After about a year and a half at EDS’s office in
Austin, Haryono noticed an opportunity in the San Francisco Bay Area—a
career-advancing role with the company that could also get him his green card.
With a generous salary increase and relocation allowance, he moved to the Bay
Area, and after he settled on the West Coast, the green-card process began.

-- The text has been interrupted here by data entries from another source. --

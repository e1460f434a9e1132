//! I/O abstractions:
//! - `ReadAt`: synchronous positional reader over a local file or buffer.
//! - `RangeResolver`: asynchronous batched byte-range fetcher, the only way the query
//!   engine touches a remote source.
//!
//! Provides a couple of simple implementations (memory and file backed readers, a
//! `ReadAt` bridge) and the shared caching layer that wraps any resolver.

use std::{ops::Range, sync::Arc};

use async_trait::async_trait;
use rangedb_common::{Result, error::Error};

pub mod bytes;
pub mod cache;
pub mod file;
pub mod memory;
pub mod read_at_resolver;

pub use bytes::Bytes;
pub use cache::{CachePolicy, CachingResolver};
pub use file::FileReader;
pub use memory::{GrowableBuffer, MemoryResolver};
pub use read_at_resolver::ReadAtResolver;

/// A trait representing a conceptual file or buffer that supports reading from arbitrary
/// positions.
pub trait ReadAt: Send + Sync + 'static {
    /// Returns the current size of the underlying object.
    fn size(&self) -> std::io::Result<u64>;

    /// Reads a specified range of bytes from the object.
    ///
    /// **NOTE**: `read_at` should not return with a short read, unless end-of-file
    /// is encountered.
    ///
    /// # Arguments
    ///
    /// * `range` - A `Range<u64>` that specifies the start and end positions for reading.
    ///   The function may return fewer bytes than requested if the range extends beyond
    ///   the end of the object.
    fn read_at(&self, range: Range<u64>) -> std::io::Result<Bytes>;
}

/// Rejects a `read_at` range whose end precedes its start.
pub(crate) fn check_read_range(range: &Range<u64>) -> std::io::Result<()> {
    if range.end >= range.start {
        return Ok(());
    }
    Err(std::io::Error::new(
        std::io::ErrorKind::InvalidInput,
        format!("read range {}..{} ends before it starts", range.start, range.end),
    ))
}

impl<T: ReadAt + ?Sized> ReadAt for Arc<T> {
    fn size(&self) -> std::io::Result<u64> {
        self.as_ref().size()
    }

    fn read_at(&self, range: Range<u64>) -> std::io::Result<Bytes> {
        self.as_ref().read_at(range)
    }
}

/// A single byte range to fetch from a remote source.
///
/// Both ends are inclusive, mirroring the HTTP `Range: bytes=start-end` form.
#[derive(Debug, Clone, Copy, PartialEq, Eq, Hash)]
pub struct RangeRequest {
    pub start: u64,
    pub end: u64,
    /// When set, the source's total length observed by the response must match this value,
    /// otherwise the resolver fails with an integrity error.
    pub expected_length: Option<u64>,
}

impl RangeRequest {
    pub fn new(start: u64, end: u64) -> RangeRequest {
        RangeRequest {
            start,
            end,
            expected_length: None,
        }
    }

    /// Builds the request covering `length` bytes at `offset`.
    ///
    /// Returns `None` for an empty range, which has no inclusive representation.
    pub fn for_span(offset: u64, length: u64) -> Option<RangeRequest> {
        if length == 0 {
            return None;
        }
        Some(RangeRequest::new(offset, offset.checked_add(length - 1)?))
    }

    pub fn with_expected_length(mut self, expected_length: Option<u64>) -> RangeRequest {
        self.expected_length = expected_length;
        self
    }

    /// Number of bytes covered by the request.
    pub fn len(&self) -> u64 {
        self.end.saturating_sub(self.start).saturating_add(1)
    }

    pub fn is_empty(&self) -> bool {
        self.end < self.start
    }

    /// Returns `true` when `other` lies entirely within this range.
    pub fn contains(&self, other: &RangeRequest) -> bool {
        self.start <= other.start && other.end <= self.end
    }

    /// Verifies the total length reported by a response against `expected_length`.
    pub fn check_integrity(&self, context: &str, total_length: u64) -> Result<()> {
        match self.expected_length {
            Some(expected) if expected != total_length => {
                Err(Error::integrity(context, expected, total_length))
            }
            _ => Ok(()),
        }
    }
}

/// The resolved content of a single [`RangeRequest`].
#[derive(Debug, Clone, PartialEq, Eq)]
pub struct RangeResponse {
    /// Bytes of the requested range. Shorter than requested when the range runs past
    /// the end of the source.
    pub data: Bytes,
    /// Total length of the source at the time the range was served.
    pub total_length: u64,
}

/// Fetches batches of byte ranges from a (possibly remote) source.
///
/// The index file and the data file are each accessed through their own resolver.
/// Responses are returned in request order, one per request.
///
/// # Errors
///
/// Implementations fail with an integrity error when a request carries an
/// `expected_length` that disagrees with the length observed by the source, and with
/// I/O or protocol errors when the transport misbehaves.
#[async_trait]
pub trait RangeResolver: Send + Sync + 'static {
    async fn resolve(&self, ranges: &[RangeRequest]) -> Result<Vec<RangeResponse>>;
}

#[async_trait]
impl<T: RangeResolver + ?Sized> RangeResolver for Arc<T> {
    async fn resolve(&self, ranges: &[RangeRequest]) -> Result<Vec<RangeResponse>> {
        self.as_ref().resolve(ranges).await
    }
}

/// Resolves a single range and returns its response.
pub async fn resolve_one(
    resolver: &dyn RangeResolver,
    request: RangeRequest,
) -> Result<RangeResponse> {
    let mut responses = resolver.resolve(std::slice::from_ref(&request)).await?;
    responses
        .pop()
        .ok_or_else(|| Error::protocol("resolver returned no response for a range"))
}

After two years of continued hard work on the West
Coast, Haryono’s bosses made him an offer he couldn’t refuse. EDS had won an
outsourcing contract with the U.S. Navy and Marine Corps in Herndon, Virginia,
and they wanted their star employee to serve as the lead analyst. How could
Haryono turn that down?
But this golden opportunity was enveloped in a dark
cloud. Under immigration policy, a green-card application is both job and
geography specific, which meant that if Haryono relocated from California to
Virginia, the entire process would have to begin again—Haryono would be back to
square one.
EDS’s human resources managers thought Haryono’s
expertise and degrees made him an ideal candidate and promised to expedite his
green-card process. Previously, his green-card process had been filed under the
more general employment-based category, which took up to five years to
complete. Now, EDS’s managers told him, the green-card application would be
filed under a more specialized occupational category that could take half as
much time to complete. As a result, Haryono accepted the job and moved to
Virginia.
About 12 months later, his green-card application in
Virginia hit yet another bump in the road. No one at EDS knew that the job
Haryono had agreed to do was sensitive enough to require a national-security
clearance—one that he couldn’t obtain. Once this became apparent, EDS officials
took immediate action to preserve the valued contract. Haryono lost his coveted
position, but EDS offered him a pair of alternatives—a job in the Chicago
office or one in Singapore.
If Haryono moved to Chicago, the green-card issue
would start over again. As much as he cherished living in the United States,
Haryono was extremely frustrated by the lengthy and winding route to become a
citizen. Although he wanted a life in America, it seemed that America didn’t
want him. So Haryono accepted the job in Singapore.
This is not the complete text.